Search the material for lines containing the word "BatchPolicy", and copy each one.

+ + +

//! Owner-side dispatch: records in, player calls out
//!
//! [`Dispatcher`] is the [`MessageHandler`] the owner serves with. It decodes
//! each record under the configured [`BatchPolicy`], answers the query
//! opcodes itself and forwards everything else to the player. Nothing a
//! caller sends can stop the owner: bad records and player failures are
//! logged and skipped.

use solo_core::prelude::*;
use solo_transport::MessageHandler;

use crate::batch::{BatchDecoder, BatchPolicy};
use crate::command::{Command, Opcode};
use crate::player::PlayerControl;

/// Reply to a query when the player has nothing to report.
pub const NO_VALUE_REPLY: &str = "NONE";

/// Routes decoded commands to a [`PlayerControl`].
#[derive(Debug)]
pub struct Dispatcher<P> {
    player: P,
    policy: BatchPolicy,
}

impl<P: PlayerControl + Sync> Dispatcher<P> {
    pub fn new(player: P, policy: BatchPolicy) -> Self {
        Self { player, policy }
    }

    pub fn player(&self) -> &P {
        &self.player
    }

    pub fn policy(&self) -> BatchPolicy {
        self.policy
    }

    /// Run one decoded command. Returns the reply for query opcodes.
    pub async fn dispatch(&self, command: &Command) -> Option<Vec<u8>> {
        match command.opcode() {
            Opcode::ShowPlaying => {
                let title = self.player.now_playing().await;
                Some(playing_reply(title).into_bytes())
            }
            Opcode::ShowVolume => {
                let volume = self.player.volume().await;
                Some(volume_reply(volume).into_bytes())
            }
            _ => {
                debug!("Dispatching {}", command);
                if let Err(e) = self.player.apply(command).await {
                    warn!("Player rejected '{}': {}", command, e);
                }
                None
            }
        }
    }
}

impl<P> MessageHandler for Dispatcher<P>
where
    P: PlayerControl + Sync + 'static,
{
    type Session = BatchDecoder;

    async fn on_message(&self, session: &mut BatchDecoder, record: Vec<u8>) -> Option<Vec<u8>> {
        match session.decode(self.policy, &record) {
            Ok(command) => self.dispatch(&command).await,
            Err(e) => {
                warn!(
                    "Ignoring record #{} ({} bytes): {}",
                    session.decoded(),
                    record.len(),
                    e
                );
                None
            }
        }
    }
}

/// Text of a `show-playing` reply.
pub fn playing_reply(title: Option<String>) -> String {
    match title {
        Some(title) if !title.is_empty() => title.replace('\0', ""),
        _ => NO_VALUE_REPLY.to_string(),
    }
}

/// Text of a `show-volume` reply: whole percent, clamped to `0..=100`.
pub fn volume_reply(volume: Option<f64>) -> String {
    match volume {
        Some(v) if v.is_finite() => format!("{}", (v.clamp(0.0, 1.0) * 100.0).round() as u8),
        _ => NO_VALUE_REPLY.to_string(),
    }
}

+ + +

§ Your response:
//! each record under the configured [`BatchPolicy`], answers the query
use crate::batch::{BatchDecoder, BatchPolicy};
    policy: BatchPolicy,
    pub fn new(player: P, policy: BatchPolicy) -> Self {
    pub fn policy(&self) -> BatchPolicy {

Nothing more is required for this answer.